--- Supplied data Enclosed Below ---

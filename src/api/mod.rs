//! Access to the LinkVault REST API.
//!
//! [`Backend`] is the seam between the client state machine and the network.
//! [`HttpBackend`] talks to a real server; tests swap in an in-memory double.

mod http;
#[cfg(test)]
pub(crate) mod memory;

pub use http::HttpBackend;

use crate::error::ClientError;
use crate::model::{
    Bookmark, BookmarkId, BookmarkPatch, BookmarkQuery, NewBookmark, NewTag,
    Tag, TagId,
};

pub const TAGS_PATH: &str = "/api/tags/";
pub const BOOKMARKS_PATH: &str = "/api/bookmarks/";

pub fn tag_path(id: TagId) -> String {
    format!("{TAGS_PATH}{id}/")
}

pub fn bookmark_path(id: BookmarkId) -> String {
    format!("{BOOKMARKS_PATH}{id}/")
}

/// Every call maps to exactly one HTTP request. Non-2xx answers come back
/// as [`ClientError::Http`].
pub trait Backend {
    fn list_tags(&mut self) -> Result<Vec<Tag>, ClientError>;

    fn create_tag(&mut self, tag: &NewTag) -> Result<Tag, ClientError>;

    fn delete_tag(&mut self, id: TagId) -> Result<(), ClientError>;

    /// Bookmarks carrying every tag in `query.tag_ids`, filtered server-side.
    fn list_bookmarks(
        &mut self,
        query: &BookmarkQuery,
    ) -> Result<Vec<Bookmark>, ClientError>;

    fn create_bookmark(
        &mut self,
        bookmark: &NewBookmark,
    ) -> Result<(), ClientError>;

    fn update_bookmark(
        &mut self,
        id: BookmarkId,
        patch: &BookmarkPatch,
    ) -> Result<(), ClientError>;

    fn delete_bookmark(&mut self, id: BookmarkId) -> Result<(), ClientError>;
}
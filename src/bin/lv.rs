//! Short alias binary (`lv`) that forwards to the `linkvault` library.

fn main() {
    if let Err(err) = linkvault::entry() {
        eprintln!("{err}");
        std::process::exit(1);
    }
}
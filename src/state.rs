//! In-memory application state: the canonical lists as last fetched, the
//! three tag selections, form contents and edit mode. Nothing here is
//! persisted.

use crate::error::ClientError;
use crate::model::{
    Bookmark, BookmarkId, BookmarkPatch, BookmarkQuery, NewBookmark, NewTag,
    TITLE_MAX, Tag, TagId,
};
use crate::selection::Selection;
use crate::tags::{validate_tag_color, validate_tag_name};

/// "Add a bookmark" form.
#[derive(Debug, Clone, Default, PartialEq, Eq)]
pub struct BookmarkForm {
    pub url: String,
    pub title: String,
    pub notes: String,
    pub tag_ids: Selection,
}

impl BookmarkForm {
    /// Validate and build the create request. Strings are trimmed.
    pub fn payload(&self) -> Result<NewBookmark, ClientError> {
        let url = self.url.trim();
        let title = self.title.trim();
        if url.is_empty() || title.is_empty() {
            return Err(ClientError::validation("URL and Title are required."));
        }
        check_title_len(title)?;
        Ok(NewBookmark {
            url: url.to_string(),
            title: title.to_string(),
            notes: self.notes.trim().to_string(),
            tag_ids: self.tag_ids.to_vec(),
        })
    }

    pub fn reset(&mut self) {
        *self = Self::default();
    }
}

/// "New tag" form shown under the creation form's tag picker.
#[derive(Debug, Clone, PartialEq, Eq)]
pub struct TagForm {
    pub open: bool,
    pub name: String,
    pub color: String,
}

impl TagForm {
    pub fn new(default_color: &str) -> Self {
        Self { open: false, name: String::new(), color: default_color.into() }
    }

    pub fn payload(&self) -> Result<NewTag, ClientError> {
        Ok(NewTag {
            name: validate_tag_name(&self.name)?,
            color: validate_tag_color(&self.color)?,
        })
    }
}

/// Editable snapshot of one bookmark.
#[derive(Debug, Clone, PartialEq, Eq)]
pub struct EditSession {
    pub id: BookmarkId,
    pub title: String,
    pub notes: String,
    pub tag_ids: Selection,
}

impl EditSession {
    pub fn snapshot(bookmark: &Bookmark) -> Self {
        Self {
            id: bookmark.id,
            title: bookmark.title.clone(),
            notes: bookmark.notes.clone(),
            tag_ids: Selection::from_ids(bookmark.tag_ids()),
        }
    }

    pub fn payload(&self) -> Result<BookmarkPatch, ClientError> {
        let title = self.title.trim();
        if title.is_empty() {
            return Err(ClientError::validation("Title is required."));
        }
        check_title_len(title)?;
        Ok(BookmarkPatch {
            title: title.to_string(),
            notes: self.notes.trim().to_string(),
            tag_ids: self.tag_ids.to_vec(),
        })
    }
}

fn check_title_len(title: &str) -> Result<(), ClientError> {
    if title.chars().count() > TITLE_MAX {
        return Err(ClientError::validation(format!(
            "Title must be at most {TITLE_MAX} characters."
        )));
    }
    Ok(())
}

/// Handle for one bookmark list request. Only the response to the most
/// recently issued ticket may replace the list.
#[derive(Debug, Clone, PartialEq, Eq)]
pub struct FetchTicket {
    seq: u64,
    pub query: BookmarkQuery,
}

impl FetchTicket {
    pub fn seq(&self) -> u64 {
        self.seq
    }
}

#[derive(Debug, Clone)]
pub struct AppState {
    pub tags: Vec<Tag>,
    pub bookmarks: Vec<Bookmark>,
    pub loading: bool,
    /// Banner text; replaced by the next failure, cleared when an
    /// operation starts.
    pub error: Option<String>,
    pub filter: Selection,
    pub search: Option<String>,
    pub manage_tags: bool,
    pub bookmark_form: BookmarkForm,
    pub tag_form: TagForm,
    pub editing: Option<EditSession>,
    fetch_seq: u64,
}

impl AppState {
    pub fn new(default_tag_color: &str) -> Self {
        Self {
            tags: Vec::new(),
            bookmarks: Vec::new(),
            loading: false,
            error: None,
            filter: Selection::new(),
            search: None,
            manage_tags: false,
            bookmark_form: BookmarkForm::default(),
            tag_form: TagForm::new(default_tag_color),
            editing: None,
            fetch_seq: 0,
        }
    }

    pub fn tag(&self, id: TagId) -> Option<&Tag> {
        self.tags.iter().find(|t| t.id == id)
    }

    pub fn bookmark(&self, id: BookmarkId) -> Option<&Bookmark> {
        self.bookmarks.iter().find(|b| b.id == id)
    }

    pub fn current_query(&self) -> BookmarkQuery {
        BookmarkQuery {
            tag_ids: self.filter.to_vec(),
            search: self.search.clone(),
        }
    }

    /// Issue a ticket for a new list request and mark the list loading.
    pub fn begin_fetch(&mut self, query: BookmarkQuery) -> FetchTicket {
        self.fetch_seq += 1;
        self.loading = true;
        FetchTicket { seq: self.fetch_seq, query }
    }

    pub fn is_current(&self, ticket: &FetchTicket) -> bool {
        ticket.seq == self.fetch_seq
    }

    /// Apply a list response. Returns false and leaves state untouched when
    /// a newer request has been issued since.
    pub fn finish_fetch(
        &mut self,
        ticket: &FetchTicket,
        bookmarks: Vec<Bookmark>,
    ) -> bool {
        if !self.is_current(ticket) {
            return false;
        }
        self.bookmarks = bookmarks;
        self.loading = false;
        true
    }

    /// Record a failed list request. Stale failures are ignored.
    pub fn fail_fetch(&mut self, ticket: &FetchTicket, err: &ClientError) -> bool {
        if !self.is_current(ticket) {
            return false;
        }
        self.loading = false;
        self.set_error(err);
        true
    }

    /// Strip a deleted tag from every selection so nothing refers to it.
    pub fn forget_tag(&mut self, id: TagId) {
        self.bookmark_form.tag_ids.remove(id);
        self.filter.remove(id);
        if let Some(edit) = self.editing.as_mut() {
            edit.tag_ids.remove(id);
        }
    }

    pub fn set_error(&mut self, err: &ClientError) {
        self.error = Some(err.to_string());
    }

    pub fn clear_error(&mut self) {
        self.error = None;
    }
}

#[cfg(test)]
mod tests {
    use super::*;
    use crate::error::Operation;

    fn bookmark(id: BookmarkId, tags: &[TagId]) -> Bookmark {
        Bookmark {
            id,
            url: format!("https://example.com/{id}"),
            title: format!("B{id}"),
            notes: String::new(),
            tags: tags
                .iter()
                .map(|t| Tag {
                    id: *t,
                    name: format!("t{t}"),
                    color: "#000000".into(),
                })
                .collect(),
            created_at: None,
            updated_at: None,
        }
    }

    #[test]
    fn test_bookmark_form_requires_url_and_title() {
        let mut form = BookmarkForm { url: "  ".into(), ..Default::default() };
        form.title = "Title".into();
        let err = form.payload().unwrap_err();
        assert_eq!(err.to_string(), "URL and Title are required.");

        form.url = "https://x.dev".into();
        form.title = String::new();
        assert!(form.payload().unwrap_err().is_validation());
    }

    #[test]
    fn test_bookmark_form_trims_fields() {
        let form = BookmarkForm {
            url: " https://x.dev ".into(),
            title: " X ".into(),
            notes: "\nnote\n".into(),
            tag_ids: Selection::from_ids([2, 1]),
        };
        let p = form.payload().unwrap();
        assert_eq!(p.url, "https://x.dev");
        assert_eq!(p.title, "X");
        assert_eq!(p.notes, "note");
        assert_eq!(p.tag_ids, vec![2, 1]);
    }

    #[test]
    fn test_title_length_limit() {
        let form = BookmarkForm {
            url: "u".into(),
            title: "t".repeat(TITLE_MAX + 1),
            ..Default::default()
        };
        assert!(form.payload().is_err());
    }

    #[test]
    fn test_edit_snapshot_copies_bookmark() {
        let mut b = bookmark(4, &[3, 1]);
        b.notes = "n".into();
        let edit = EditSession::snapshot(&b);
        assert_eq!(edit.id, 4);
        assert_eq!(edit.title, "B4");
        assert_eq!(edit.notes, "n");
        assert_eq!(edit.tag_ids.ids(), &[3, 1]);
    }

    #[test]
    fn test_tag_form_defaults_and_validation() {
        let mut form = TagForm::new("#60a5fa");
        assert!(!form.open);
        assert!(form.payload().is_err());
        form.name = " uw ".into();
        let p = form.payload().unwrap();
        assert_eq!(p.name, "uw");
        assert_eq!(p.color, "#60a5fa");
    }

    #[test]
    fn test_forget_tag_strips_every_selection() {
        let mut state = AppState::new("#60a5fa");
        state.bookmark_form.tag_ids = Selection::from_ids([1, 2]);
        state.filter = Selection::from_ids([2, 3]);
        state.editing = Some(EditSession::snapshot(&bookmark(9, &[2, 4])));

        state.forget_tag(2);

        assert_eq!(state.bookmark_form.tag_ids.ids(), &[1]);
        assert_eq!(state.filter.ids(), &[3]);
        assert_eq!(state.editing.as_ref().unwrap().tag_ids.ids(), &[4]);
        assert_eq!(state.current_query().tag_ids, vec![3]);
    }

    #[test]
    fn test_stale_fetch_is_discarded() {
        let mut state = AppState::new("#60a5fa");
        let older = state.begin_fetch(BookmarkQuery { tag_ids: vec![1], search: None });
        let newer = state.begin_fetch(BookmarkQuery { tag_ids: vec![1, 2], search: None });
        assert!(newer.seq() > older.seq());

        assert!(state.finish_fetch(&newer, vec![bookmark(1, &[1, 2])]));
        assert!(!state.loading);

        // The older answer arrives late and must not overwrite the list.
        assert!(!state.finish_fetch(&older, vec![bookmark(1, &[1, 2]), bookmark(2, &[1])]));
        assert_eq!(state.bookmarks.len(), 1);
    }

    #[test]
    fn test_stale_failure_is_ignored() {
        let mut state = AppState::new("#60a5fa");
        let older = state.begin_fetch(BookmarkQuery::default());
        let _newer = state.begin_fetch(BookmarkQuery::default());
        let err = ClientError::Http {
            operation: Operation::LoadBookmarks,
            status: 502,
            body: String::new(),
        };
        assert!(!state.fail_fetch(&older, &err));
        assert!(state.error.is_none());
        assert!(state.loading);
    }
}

--- End of Enclosed Supplied data ---

Return only the lines between the one holding "fn check_title_len(title: &str)" and the one holding "to the most", inclusive, exactly as they appear above.

Completed exercise:
fn check_title_len(title: &str) -> Result<(), ClientError> {
    if title.chars().count() > TITLE_MAX {
        return Err(ClientError::validation(format!(
            "Title must be at most {TITLE_MAX} characters."
        )));
    }
    Ok(())
}

/// Handle for one bookmark list request. Only the response to the most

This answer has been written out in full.